Фантазия, конечно. Однако вспомни, Аверьян: ты, истинный горожанин, мечтал превратить наш поселок в очаг культуры и справедливости. Не мечтал ли ты уже тогда о всечеловеческом Селении на планете? Настанет время — и планетарное Село поглотит, растворит в себе дымные города? Мечтал, пожалуй, о чем-то таком, иначе откуда бы у меня взялась эта фантазия. Но, как утверждает поэт, «для веселия планета наша мало оборудована», и наш поселок не сделался очагом культуры и справедливости, ты это видишь сам. А меня, смолоду ретиво внушавшего твою идею, прозвали просто — Очагом. Много позже, битый, трепаный, умудренный «аки дьявол», я уразумел все-таки: не в поселке полудиком, а в каждом из нас, твоих учеников, ты засветил очажки… ну, не культуры великой, скажем прямо, всего лишь — желание справедливости. Что уже немало. Что живо в нас и как-то перейдет к другим.

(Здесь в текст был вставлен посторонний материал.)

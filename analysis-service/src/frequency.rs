use std::collections::HashMap;

/// Occurrence counter that remembers first-seen order, so equal counts rank
/// in the order their keys first appeared.
#[derive(Debug, Default, Clone)]
pub struct FrequencyCounter {
    counts: HashMap<String, usize>,
    order: Vec<String>,
}

impl FrequencyCounter {
    pub fn new() -> Self {
        Self::default()
    }

    pub fn add(&mut self, key: impl Into<String>) {
        let key = key.into();
        match self.counts.get_mut(&key) {
            Some(count) => *count += 1,
            None => {
                self.order.push(key.clone());
                self.counts.insert(key, 1);
            }
        }
    }

    pub fn get(&self, key: &str) -> usize {
        self.counts.get(key).copied().unwrap_or(0)
    }

    pub fn len(&self) -> usize {
        self.order.len()
    }

    pub fn is_empty(&self) -> bool {
        self.order.is_empty()
    }

    /// The `n` most frequent keys, highest count first.
    pub fn most_common(&self, n: usize) -> Vec<(String, usize)> {
        let mut ranked: Vec<(String, usize)> = self
            .order
            .iter()
            .map(|key| (key.clone(), self.counts[key]))
            .collect();
        // Stable sort keeps first-seen order among equal counts.
        ranked.sort_by(|a, b| b.1.cmp(&a.1));
        ranked.truncate(n);
        ranked
    }
}

#[cfg(test)]
mod tests {
    use super::*;

    #[test]
    fn test_counts_and_ties() {
        let mut counter = FrequencyCounter::new();
        for key in ["b", "a", "c", "a", "c", "d"] {
            counter.add(key);
        }

        assert_eq!(counter.get("a"), 2);
        assert_eq!(counter.get("missing"), 0);
        assert_eq!(counter.len(), 4);
        assert_eq!(
            counter.most_common(3),
            vec![
                ("a".to_string(), 2),
                ("c".to_string(), 2),
                ("b".to_string(), 1)
            ]
        );
    }

    #[test]
    fn test_most_common_on_empty() {
        let counter = FrequencyCounter::new();
        assert!(counter.is_empty());
        assert!(counter.most_common(5).is_empty());
    }
}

Нет, ты нам не «проповеди» только говорил. Много ли в них толку, если проповеднику не веришь? Лишь вера способна убеждать. Но кто скажет — когда, в какую минуту, почему она является? Вот ее не было — вот она есть: возник интерес, пробудилась мысль, оживилось сердце, вдохновилась душа, то есть одухотворилась — и человек верит. И все, что исходит от учителя, уже священно, наполнено особым смыслом, как бы только для посвященных. А ведь ты, наш учитель Аверьян Иванович, говорил нам, показывал ну самое что ни на есть простое, вернее сказать, то, что умели другие школьные учителя: на уроках строгали, долбили из мягких еловых чурок модели кораблей; клеили планеры и ходили запускать их с отвесной горы у реки, накручивая резиновые «моторчики». Помнишь, Аверьян, как Мишка Макаров покатился к обрыву, но ты успел поймать его за рубашку, и всем классом мы вытащили вас, кинув тебе веревку; ты еще говорил: «В рубашке ты родился, Миша, и хорошо, что в крепкой…» Мастерили табуретки, бочата — кто что умел; собирали и сушили гербарии, делали чучела птиц; и очень любили ходить в тайгу: она была нашей, но, оказалось, многое мы не знали как назвать — травы, кустарники, мелких птиц, насекомых… Помнишь, в голубичнике подняли медведя, он дремал, ослепший от гнуса, с перепугу страшно заревел, заполошно шарахнулся в нашу сторону, вонючий, горячий, облипший лесной трухой, ты выстрелил из ружья вверх, медведь повернулся к чащобнику и упрыгал, а Оля Кондрашова в штанишки «сделала»; ты сказал нам, что такое с каждым может случиться, даже с тем же медведем, попросил — никогда никому не рассказывать об этом, а кто проболтается, того будем презирать до конца наших дней; и удивительно, про случай этот мы словно забыли, никогда, никто, нигде даже намеком не проговорился… Вскопали мы свой огород и вырастили, удивив старожилов, тогда еще мало веривших в таежные «овощи-фрукты», картошку и капусту, а потом огурцы с помидорами научились выращивать в парнике.